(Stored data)

------------------------------------------------------------

//! DRP-AI 中断处理
//!
//! 四个中断源各自在 `status_lock` 内更新状态。完成回调在锁内取出、锁外调用，
//! 等待者的唤醒同样放在锁外。

use super::{
    DRPAI_CHANNEL,
    kernel::CompletionToken,
    session::DrpaiSession,
    types::{DrpaiErrInfo, DrpaiStatusCode},
};

/// 中断源
#[derive(Debug, Clone, Copy, PartialEq, Eq)]
pub enum DrpaiIrq {
    /// DRP 正常中断
    DrpNormal,
    /// DRP 错误中断
    DrpError,
    /// AI-MAC 正常中断
    AimacNormal,
    /// AI-MAC 错误中断
    AimacError,
}

impl DrpaiSession {
    /// 分发中断
    pub fn handle_irq(&self, irq: DrpaiIrq) {
        match irq {
            DrpaiIrq::DrpNormal => self.irq_drp_nmlint(),
            DrpaiIrq::DrpError => self.irq_drp_errint(),
            DrpaiIrq::AimacNormal => self.irq_mac_nmlint(),
            DrpaiIrq::AimacError => self.irq_mac_errint(),
        }
    }

    /// DRP 正常中断
    ///
    /// 累加四路 ODIF 计数，全部到达后回到 IDLE 并通知回调。
    /// 不唤醒轮询者，轮询路径由随后的 AI-MAC 正常中断唤醒。
    fn irq_drp_nmlint(&self) {
        let callback = {
            let mut st = self.state.lock();
            let local = self.hal.drp_nmlint(DRPAI_CHANNEL);
            st.lanes.accumulate(&local);
            trace!("[DRPAI] ODIF count {:?} (+{:?})", st.lanes, local);

            if st.lanes.all_done() {
                st.set_status(DrpaiStatusCode::Idle);
                st.callback.take()
            } else {
                None
            }
        };
        if let Some(token) = callback {
            token.complete(CompletionToken::SUCCESS);
        }
    }

    /// DRP 错误中断
    ///
    /// 有回调时只通知回调，否则唤醒轮询者。
    fn irq_drp_errint(&self) {
        let callback = {
            let mut st = self.state.lock();
            self.hal.drp_errint(DRPAI_CHANNEL);
            st.set_err(DrpaiErrInfo::DrpErr);
            st.set_status(DrpaiStatusCode::Idle);
            st.ready = true;
            st.callback.take()
        };
        error!("[DRPAI] DRP error interrupt");
        match callback {
            Some(token) => token.complete(CompletionToken::HW_ERROR),
            None => {
                self.poll_set.wake();
            }
        }
    }

    /// AI-MAC 正常中断，非回调路径的主要完成信号
    fn irq_mac_nmlint(&self) {
        {
            let mut st = self.state.lock();
            self.hal.aimac_nmlint(DRPAI_CHANNEL);
            st.set_status(DrpaiStatusCode::Idle);
            st.ready = true;
        }
        self.poll_set.wake();
    }

    /// AI-MAC 错误中断
    fn irq_mac_errint(&self) {
        {
            let mut st = self.state.lock();
            self.hal.aimac_errint(DRPAI_CHANNEL);
            st.set_err(DrpaiErrInfo::AimacErr);
            st.set_status(DrpaiStatusCode::Idle);
            st.ready = true;
        }
        error!("[DRPAI] AI-MAC error interrupt");
        self.poll_set.wake();
    }
}
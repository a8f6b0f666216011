//! DRP-AI accelerator control core.
//!
//! 设备侧 (`vfs::dev::drpai`) 管理硬件会话、区域登记、中断与参数修补；
//! 文件侧 (`file::drpai`) 是每个打开句柄的读写状态机。

#![cfg_attr(not(test), no_std)]

extern crate alloc;
#[macro_use]
extern crate log;

pub mod file;
pub mod vfs;

pub use file::drpai::DrpaiFile;
pub use vfs::dev::drpai::{DrpaiDevice, DrpaiError, DrpaiResult};
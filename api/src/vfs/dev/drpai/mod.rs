//! DRP-AI Driver for RZ/V2L (Renesas)
//!
//! DRP-AI 由两个引擎组成：动态可重构处理器 (DRP) 与 AI-MAC 乘加协处理器。
//! 本模块实现其控制核心：
//!
//! - 全局硬件会话 (`hw_token` 串行化 open/close/start/reset/get_status)
//! - 每个句柄的读写状态机 (见 [`crate::file::drpai`])
//! - 物理区域校验与已分配区域登记
//! - 四路中断 (DRP 正常/错误、AI-MAC 正常/错误) 与一次性完成回调
//! - 参数描述文本的搜索与修补
//!
//! 寄存器级操作由 [`DrpaiHal`] 提供，缓存、时钟、DMA 内存由 [`DrpaiPlatform`] 提供。

pub mod device;
pub mod error;
pub mod hal;
pub mod irq;
pub mod kernel;
pub mod param;
pub mod platform;
pub mod region;
pub mod session;
pub mod transfer;
pub mod types;

pub use device::DrpaiDevice;
pub use error::{DrpaiError, DrpaiResult};
pub use hal::{DrpaiHal, OdifIntCount};
pub use irq::DrpaiIrq;
pub use kernel::CompletionToken;
pub use platform::{DmaRegion, DrpaiPlatform};
pub use region::{PhysSpan, RegionRegistry};
pub use session::{DrpaiSession, lock_timeout};
pub use transfer::{RwPhase, TransferState};
pub use types::*;

/// 驱动版本
pub const DRPAI_DRIVER_VERSION: &str = "1.10";

/// 设备名
pub const DRPAI_DRIVER_NAME: &str = "drpai";

/// 通道号 (当前硬件只有一个通道)
pub const DRPAI_CHANNEL: u32 = 0;

/// 物理地址对齐要求 (64 字节)
pub const DRPAI_ALIGN: u64 = 0x40;

/// hw_token 默认等待超时 (毫秒)
pub const DEFAULT_TOKEN_TIMEOUT_MS: u64 = 1000;

/// 复位控制器状态轮询次数上限
pub const RST_MAX_TIMEOUT: u32 = 100;

/// 描述符尾部链接字节相对末尾的偏移
pub const DESC_LINK_OFFSET_FROM_END: u32 = 13;

/// 写入描述符尾部的链接字节
pub const DESC_LINK_BYTE: u8 = 0x08;

/// 单个 DRP 描述符大小
pub const DRPAI_SGL_DRP_DESC_SIZE: usize = 80;

/// 描述符命令大小
pub const DRPAI_DESC_CMD_SIZE: usize = 16;

/// 特权调用者使用的 DMA 描述符链缓冲大小 (含对齐余量)
pub const DRPAI_CMA_SIZE: usize = DRPAI_SGL_DRP_DESC_SIZE + DRPAI_DESC_CMD_SIZE + 64;

/// 参数描述文本的最大行长
pub const DRP_PARAM_MAX_LINE_LENGTH: usize = 512;
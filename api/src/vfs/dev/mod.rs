//! 字符设备驱动

pub mod drpai;
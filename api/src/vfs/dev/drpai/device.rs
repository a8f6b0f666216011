//! DRP-AI 设备
//!
//! 设备对象的生命周期从 probe 到 remove，持有会话控制器、区域表与传输锁，
//! 通过 `Arc` 注入到每个打开的句柄中。

use alloc::{boxed::Box, sync::Arc};
use core::sync::atomic::{AtomicU32, Ordering};

use spin::{Mutex, MutexGuard};

use super::{
    DRPAI_DRIVER_NAME, DRPAI_DRIVER_VERSION,
    error::{DrpaiError, DrpaiResult},
    hal::DrpaiHal,
    irq::DrpaiIrq,
    platform::DrpaiPlatform,
    region::{HandleId, RegionRegistry},
    session::{DrpaiSession, lock_timeout},
    types::DrpaiPlatformCfg,
};
use crate::file::drpai::DrpaiFile;

/// DRP-AI 设备
pub struct DrpaiDevice {
    /// 硬件会话
    session: DrpaiSession,
    /// 已分配区域表
    registry: Mutex<RegionRegistry>,
    /// 读写状态机的全局传输锁
    transfer_lock: Mutex<()>,
    /// 句柄编号计数器
    next_handle: AtomicU32,
}

impl DrpaiDevice {
    /// probe：建立会话上下文，设备状态为 INIT
    pub fn probe(
        cfg: DrpaiPlatformCfg,
        hal: Box<dyn DrpaiHal>,
        platform: Box<dyn DrpaiPlatform>,
    ) -> DrpaiResult<Arc<Self>> {
        info!("DRP-AI Driver version : {}", DRPAI_DRIVER_VERSION);
        let session = DrpaiSession::new(cfg, hal, platform)?;
        info!(
            "[DRPAI] probe: region 0x{:x}+0x{:x}, linux mem 0x{:x}+0x{:x}",
            cfg.region_base, cfg.region_size, cfg.linux_mem_start, cfg.linux_mem_size
        );
        Ok(Arc::new(Self {
            session,
            registry: Mutex::new(RegionRegistry::new()),
            transfer_lock: Mutex::new(()),
            next_handle: AtomicU32::new(1),
        }))
    }

    pub fn name(&self) -> &'static str {
        DRPAI_DRIVER_NAME
    }

    pub fn session(&self) -> &DrpaiSession {
        &self.session
    }

    pub fn cfg(&self) -> &DrpaiPlatformCfg {
        self.session.cfg()
    }

    /// 打开一个句柄，首次打开时初始化硬件
    pub fn open(self: &Arc<Self>) -> DrpaiResult<DrpaiFile> {
        let id = self.next_handle.fetch_add(1, Ordering::Relaxed);
        self.session.open_session()?;
        debug!("[DRPAI] open handle {}", id);
        Ok(DrpaiFile::new(self.clone(), id))
    }

    /// 中断入口
    pub fn handle_irq(&self, irq: DrpaiIrq) {
        self.session.handle_irq(irq);
    }

    /// 当前登记的区域数
    pub fn assigned_regions(&self) -> usize {
        self.registry.lock().len()
    }

    pub(crate) fn registry(&self) -> MutexGuard<'_, RegionRegistry> {
        self.registry.lock()
    }

    /// 尝试获取传输锁，被占用时返回 `Retry`
    pub(crate) fn try_transfer(&self) -> DrpaiResult<MutexGuard<'_, ()>> {
        self.transfer_lock.try_lock().ok_or(DrpaiError::Retry)
    }

    /// 在 hw_token 的超时时间内等待传输锁
    pub(crate) fn wait_transfer(&self) -> DrpaiResult<MutexGuard<'_, ()>> {
        lock_timeout(
            &self.transfer_lock,
            self.session.platform(),
            self.cfg().token_timeout_ms,
        )
    }

    pub(crate) fn release_region(&self, id: HandleId) {
        if self.registry.lock().remove(id).is_some() {
            debug!("[DRPAI] handle {} region released", id);
        }
    }
}

impl Drop for DrpaiDevice {
    fn drop(&mut self) {
        info!("[DRPAI] device removed");
    }
}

------------------------------------------------------------

◆ Work order
Only lines with the word "AimacNormal" are wanted. Find and copy them from the records above.

◆ Answer section
    AimacNormal,
            DrpaiIrq::AimacNormal => self.irq_mac_nmlint(),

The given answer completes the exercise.